KnowYourCloud Community

Scale IT !

The practice of shaping demand to fit the available resources can be found for example in transportation businesses, where airlines charges more for their service when demand is high and charge less to encourage more demand. In the real-time and interactive on-line world,  the challenge is to ensure that capacity meets demand.

The following diagram shows 3 cases of over capacity, under capacity and on demand capacity, which the latter can be achieved only by taking an advantage of the cloud elasticity.

Capacity vs demand

           Source:  The Rabbit Hole - Laurent Chades’ Blog on Cloud Computing

IT systems or applications have capacity limitations. Sometimes a new SaaS web application works well in its first phase on the air as it serves from tens up to a maximum of several hundreds of users.

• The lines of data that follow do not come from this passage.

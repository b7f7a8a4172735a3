use axum::{
    extract::{Path, Query, State},
    http::StatusCode,
    routing::get,
    Json, Router,
};
use tracing::{error, instrument, warn};
use uuid::Uuid;

use crate::{
    auth::handlers::is_valid_email,
    auth::session::ActiveUser,
    items::{dto::ItemResponse, repo::Item},
    listing::ListParams,
    state::AppState,
    users::{
        dto::{UserResponse, UserUpdate, UserWithItems},
        repo::User,
    },
};

pub fn routes() -> Router<AppState> {
    Router::new()
        .route("/users", get(list_users))
        .route("/users/:id", get(get_user).put(update_user))
}

#[instrument(skip(state, _caller))]
pub async fn list_users(
    State(state): State<AppState>,
    ActiveUser(_caller): ActiveUser,
    Query(params): Query<ListParams>,
) -> Result<Json<Vec<UserResponse>>, (StatusCode, String)> {
    let (skip, limit) = params.clamped();
    let users = User::list(&state.db, skip, limit, params.search.as_deref())
        .await
        .map_err(internal)?;

    if users.is_empty() {
        return Err((StatusCode::NOT_FOUND, "No users found".into()));
    }

    Ok(Json(users.into_iter().map(UserResponse::from).collect()))
}

#[instrument(skip(state, _caller))]
pub async fn get_user(
    State(state): State<AppState>,
    ActiveUser(_caller): ActiveUser,
    Path(id): Path<Uuid>,
) -> Result<Json<UserWithItems>, (StatusCode, String)> {
    let user = User::find_by_id(&state.db, id)
        .await
        .map_err(internal)?
        .ok_or((StatusCode::NOT_FOUND, "User not found".to_string()))?;

    let items = Item::all_by_owner(&state.db, user.id)
        .await
        .map_err(internal)?;

    Ok(Json(UserWithItems {
        user: UserResponse::from(user),
        items: items.into_iter().map(ItemResponse::from).collect(),
    }))
}

/// Self-service account update; deactivation (`is_active: false`) happens
/// here as well.
#[instrument(skip(state, caller, changes))]
pub async fn update_user(
    State(state): State<AppState>,
    ActiveUser(caller): ActiveUser,
    Path(id): Path<Uuid>,
    Json(changes): Json<UserUpdate>,
) -> Result<Json<UserResponse>, (StatusCode, String)> {
    if caller.id != id {
        warn!(caller = %caller.id, target = %id, "account update on another user");
        return Err((
            StatusCode::FORBIDDEN,
            "You can only update your own account".into(),
        ));
    }

    if let Some(name) = &changes.name {
        if name.len() < 2 || name.len() > 100 {
            return Err((
                StatusCode::BAD_REQUEST,
                "Name must be 2-100 characters".into(),
            ));
        }
    }
    if let Some(age) = changes.age {
        if !(18..=120).contains(&age) {
            return Err((StatusCode::BAD_REQUEST, "Age must be 18-120".into()));
        }
    }
    if let Some(email) = &changes.email {
        if !is_valid_email(email) {
            return Err((StatusCode::BAD_REQUEST, "Invalid email".into()));
        }
        if *email != caller.email {
            if let Ok(Some(_)) = User::find_by_email(&state.db, email).await {
                warn!(email = %email, "email already registered");
                return Err((StatusCode::CONFLICT, "Email already registered".into()));
            }
        }
    }

    let user = User::update(&state.db, id, &changes).await.map_err(|e| {
        error!(error = %e, user_id = %id, "update user failed");
        (StatusCode::INTERNAL_SERVER_ERROR, e.to_string())
    })?;

    Ok(Json(UserResponse::from(user)))
}

fn internal(e: anyhow::Error) -> (StatusCode, String) {
    (StatusCode::INTERNAL_SERVER_ERROR, e.to_string())
}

In this stage, there will be no need to worry about a scalable hosting environment and paying a flat fee for the fixed computing resources makes sense. Over time as the SaaS product matures, the amount of users increases and the overall usage goes up. The SaaS vendor will have to deal with these scalability challenges and hopefully without the service suffering from poor performance. So what are the options to maintain the application’s availability with the new demands? Or in other word how do we scale it? 

Scaling Types

Vertical Scaling (known also as Scaling In): Adding more hardware resources such as processors and memory.  Increasing your computing resources vertically in the traditional world can take weeks contrary to the cloud world. In the cloud the application can generate an API call to the cloud infrastructure and initiate a more powerful computing resource.

This cloud feature enables the application to auto-scale under an increasing load and maintain its normal performance levels. Bottlenecks caused by the programming platform, the script logic, database design or a poor structured SQL query or which just need additional poweful computing resources, can all cause overloads and lead to the need for vertical scaling.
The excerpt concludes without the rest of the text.